Analysis and Determination 12. This being the first appellate court, it was held in Selle v Associated Motor Boat Co. [1968] EA 123 that:“The appellate court is not bound necessarily to accept the findings of fact by the court below. An appeal to the Court of Appeal form a trial by the High Court is by way of a retrial and the principles upon the Court of Appeal acts are that the court must reconsider the evidence, evaluate it itself and draw its own conclusions though it should always bear in mind that it has neither seen nor heard the witnesses and should make due allowance in this respect, in particular the court is not bound necessarily to follow the trial Judge’s findings of fact if it appears either that he has clearly failed on some point to take account of particular circumstances or probabilities materially to estimate the evidence or if the impression based on the demeanour of a witness is inconsistent with the evidence in the case generally.”

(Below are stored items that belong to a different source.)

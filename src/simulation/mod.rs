//! 粒子瀑布模拟核心
//!
//! - [`state`]: 粒子状态与乒乓缓冲
//! - [`mask`]: 占用掩码与帧接入
//! - [`noise`]: 确定性哈希噪声
//! - [`update`]: 逐粒子更新规则与 CPU 并行阶段
//! - [`resolution`]: 网格尺寸与生命周期
//! - [`backend`]: 设备后端抽象
//! - [`cascade`]: 对外门面

pub mod backend;
pub mod cascade;
pub mod mask;
pub mod noise;
pub mod resolution;
pub mod state;
pub mod update;

pub use backend::{CpuBackend, SimulationBackend};
pub use cascade::{Cascade, CascadeStats, FrameInputs};
pub use mask::{spawn_image_sequence, MaskFeed, MaskFrame, MaskReceiver, MaskSampler, MaskSender};
pub use resolution::{compute_grid_dims, ResolutionManager, ResolutionState, Viewport};
pub use state::{seed_particles, GridDims, ParticleState, StateBuffers};
pub use update::{respawn, step_particle, UpdateStage, UpdateUniforms};
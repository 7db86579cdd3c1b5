use super::{ConfigError, ConfigResult};
use serde::{Deserialize, Serialize};

/// 模拟网格配置
#[derive(Debug, Clone, Copy, PartialEq, Serialize, Deserialize)]
#[serde(default)]
pub struct GridConfig {
    /// 每个视口像素宽度对应的粒子列数
    pub density: f32,
    /// 最小网格宽度
    pub min_width: u32,
    /// 最小网格高度
    pub min_height: u32,
    /// 最大网格宽度
    pub max_width: u32,
    /// 最大网格高度
    pub max_height: u32,
    /// 密度变化小于该值时不重新分配
    pub density_hysteresis: f32,
    /// 单步最大时间步长（秒）
    pub max_dt: f32,
    /// 播种随机数种子（None 使用熵源）
    pub seed: Option<u64>,
}

impl_default!(GridConfig {
    density: 0.15,
    min_width: 200,
    min_height: 300,
    max_width: 1024,
    max_height: 2048,
    density_hysteresis: 0.005,
    max_dt: 0.1,
    seed: None,
});

/// 密度的声明范围
pub const DENSITY_MIN: f32 = 0.05;
pub const DENSITY_MAX: f32 = 0.6;

impl GridConfig {
    /// 验证配置
    pub fn validate(&self) -> ConfigResult<()> {
        if !(DENSITY_MIN..=DENSITY_MAX).contains(&self.density) {
            return Err(ConfigError::ValidationError(format!(
                "grid.density = {} outside [{}, {}]",
                self.density, DENSITY_MIN, DENSITY_MAX
            )));
        }
        if self.min_width == 0 || self.min_height == 0 {
            return Err(ConfigError::ValidationError(
                "grid minimums must be non-zero".to_string(),
            ));
        }
        if self.min_width > self.max_width || self.min_height > self.max_height {
            return Err(ConfigError::ValidationError(
                "grid minimums exceed maximums".to_string(),
            ));
        }
        if !(self.density_hysteresis >= 0.0 && self.density_hysteresis.is_finite()) {
            return Err(ConfigError::ValidationError(
                "grid.density_hysteresis must be non-negative".to_string(),
            ));
        }
        if !(self.max_dt > 0.0 && self.max_dt.is_finite()) {
            return Err(ConfigError::ValidationError(
                "grid.max_dt must be positive and finite".to_string(),
            ));
        }
        Ok(())
    }
}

13. There is no dispute that the appellant was served with a plaint and summons to enter appearance and defence. Thereafter her counsel filed a memorandum of appearance but failed to file the defence within the stipulated statutory time and that judgment was later entered against the appellant. The rival submissions have clearly stated what the court has to consider in an application to set aside an interlocutory judgment.

14. The principles upon which a court can set aside interlocutory judgment are well settled. The appellant in her application sought to set aside the judgment entered against her on 3. 12. 2021. Order 10, rule 11 of the Civil Procedure Rules, provides that an ex-parte interlocutory judgment in default of appearance or defence may be set aside, it states as follows: -“Where a judgment has been entered under this Order the court may set aside or vary such judgment and any consequential decree or order upon such terms as are just.” This provision indicates that a court has the discretion to set aside a default judgment.

15. In Rayat Trading Co. Limited vs Bank of Baroda & Tetezi House Ltd [2018] eKLR the court listed the matters to be considered in the exercise of this discretion as follows:i.The defendant has a real prospect of successfully defending the claim;ii.It appears to the court that there is some other good reason why;iii.The judgment should be set aside or varied;iv.The defendant should be allowed to defend the claim

16. In my view when considering an application to set aside an interlocutory judgment the court has to consider the following: the reasons given for seeking the order; the nature of the defence, the period of delay, any prejudice the claimant is likely to suffer if the default judgment was set aside.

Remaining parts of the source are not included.